We never thought we would struggle to grow our family, and nevertheless sought help from a Fertility Specialist after the encouragement of friends through church who had struggled with the same trial. We did our research and made an appointment with one of the top Fertility Specialists on the west coast, with one of the highest success rates for couples struggling with infertility in the nation.

With my husband’s side of things being excellent, our doctor ran me through a few more routine tests and procedures. We were put on a level 1 for our treatment plan— medications + vitamins + multiple monthly ultrasounds + multiple monthly blood work + restrictive diet + trigger shots + timed intercourse. We were excited that this could finally be it!

Three months into treatment and we had no success, so we switched medications, hoping my body would respond better to a different drug. Each month, being harder and harder, as well as becoming more devastated emotionally, physically and financially with no results. We were now classified as “Unexplained Infertility” after 2.5 years of trying to get pregnant intentionally, and almost 5 years unintentionally with no contraceptives. Realizing that there could be a chance we would never become parents naturally, we made sure to continue to keep our marriage as the focal point- going on trips away to spend quality time together, making date night a priority and even going to marriage counseling when we saw that our fertility journey was putting a strain on our relationship.

After a traumatic car accident, ovarian cysts from medication and what felt like countless setbacks, we completed our last round of treatment for level 1 and it was unsuccessful. We were told that we had exhausted the level of treatment we had been trying at (with a 39% chance to get pregnant overall), and with our testing results and lack of fertility insurance coverage, Level 2 (IUI) wouldn’t provide us with any greater odds than that of which we had been trying already. Since I was currently under 30 years old, as well as all of our other tests show in our favor, our doctor was very optimistic and said that IVF would provide us with a 80-90% chance to become parents on one try.

In Vitro Fertilization is intensive and extremely expensive. Unfortunately, our medical insurance didn’t cover a dime. It became more and more difficult to come up with the funds to proceed with fertility treatment, after spending thousands upon thousands of dollars. With over 2.5 years worth of blood work, testing, procedures and medications all paid for out of pocket, we had exhausted our personal finances. This is when we came to terms with the fact we needed to vulnerable and ask for help, so we started at GoFundMe. It was both difficult & humbling to even ask for help for such a personal journey, but we pray that through our transparency & vulnerability, God will be glorified and other couples will be comforted. We knew ultimately the Lord would provide as He saw fit and most importantly, we wanted to give glory to God through this entire journey & process. We knew medically, the longer we waited, our chances for success would decrease, statistically speaking.

In August 2017, we started our IVF journey after raising over $8,000.00 in funds, family donations and pulling from savings we put away over 6 months for this moment. I remember walking into the fertility clinic with $12k+ in cash, because we just wanted to put the money down as soon as we got it and out of our bank accounts. September 2017, I started my pre-egg retrieval stomach injections and boy did they suck. As a wedding photographer, I would have to plan in advance when I would be able to sneak away (in a short window of time) to give myself multiple injections out of sight from guests and my clients. It was physically and emotionally taxing to say the least. As we were a few days out from our egg retrieval and countless injections later, I got the call 15 minutes before a photoshoot that my estrogen levels had plummeted and my egg retrieval would need to be rescheduled for a later date and I would need a whole NEW protocol for medications. I felt like the wind was knocked out of me and tears streamed down my face, as I knew my doctor wouldn’t make that kind of call unless it was in my best interest. Regardless, I was devastated that I would now have to wait even longer to get closer to holding my baby I had been dreaming of.

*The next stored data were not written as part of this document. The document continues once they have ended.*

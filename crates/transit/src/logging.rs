//! Logging system setup.

use crate::config::LoggingSettings;
use tracing::info;
use tracing_subscriber::{fmt, layer::SubscriberExt, util::SubscriberInitExt, EnvFilter};

/// Installs the global tracing subscriber.
///
/// `RUST_LOG` wins over the configured level when set. JSON output is used
/// when either the config or `json_format` asks for it.
pub fn setup_logging(
    config: &LoggingSettings,
    json_format: bool,
) -> Result<(), Box<dyn std::error::Error>> {
    let log_level = config.level.as_str();
    let filter = EnvFilter::try_from_default_env().unwrap_or_else(|_| EnvFilter::new(log_level));

    let registry = tracing_subscriber::registry().with(filter);

    if json_format || config.json_format {
        registry
            .with(
                fmt::layer()
                    .json()
                    .with_file(false)
                    .with_line_number(false)
                    .with_thread_ids(true)
                    .with_thread_names(true),
            )
            .try_init()?;
    } else {
        registry
            .with(
                fmt::layer()
                    .with_ansi(true)
                    .with_file(false)
                    .with_line_number(false)
                    .with_thread_ids(true)
                    .with_thread_names(true),
            )
            .try_init()?;
    }

    info!("🔧 Logging initialized with level: {}", log_level);
    Ok(())
}

pub fn display_banner() {
    let version = option_env!("CARGO_PKG_VERSION").unwrap_or("UNK");
    info!("╔══════════════════════════════════════════╗");
    info!("║        🚌 TRANSIT TELEMETRY PIPELINE      ║");
    info!("║                  v{}                  ║", version);
    info!("║                                          ║");
    info!("║  🗺️  Zone + arc enrichment                ║");
    info!("║  📡 Interest-filtered multi-hop routing  ║");
    info!("║  💾 TTL cache with snapshots             ║");
    info!("╚══════════════════════════════════════════╝");
}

November finally came. My egg retrieval was a success in medical terms and 30 eggs had been retrieved (Holy Crap!)… my husband and I decided to not do genetic testing for personal and faith based reasons, so we had no idea the “medical” chances we had for a success transfer once reaching day 5 with our embryos. Day 5 came, we got the call that 6 embryos had made it to the end. Kind of crazy when you think about it- your start with 30 eggs, about half of those fertilize and each day a few drop off until you’re left with your find number.

Because my ovaries were SO swollen from the medications and the procedure (the doctor said they were “kissing” over my uterus), we were denied a fresh transfer and put our little babies in the freezer (so to speak) and waited for clearance to do a frozen transfer.

Once again, being a wedding photographer, my timeline had to be very strategic for when we would not only do the transfer and I would be on bedrest, but when our potential baby (or babies) would be born. So while we were cleared for January 2018, we chose March 13, 2018 as our transfer date. Now came the intramuscular injections… I was terrified. For someone who is covered in tattoos, intramuscular injections were something I was dreading the entire journey. I remember that first injection in the doctors office. The nurse showed my husband, so he could help me on a daily basis to do several injections into my upper butt cheek- (enter sarcastic “yay” here). I kept asking question after question to avoid the inevitable needle going into my tooshy. Although, I will say that they got better or more tolerable with time, it was still a task I don’t look back on fondly. Like with my stomach injections before egg retrieval, I had a routine for the process before and during my injections. I would take deep breaths to relax myself—because getting injections while tense isn’t fun for anyone— and I would put on worship music to focus on, while getting stabbed with a needle. I would envision myself pregnant and ultimately holding my baby at the end of all of this.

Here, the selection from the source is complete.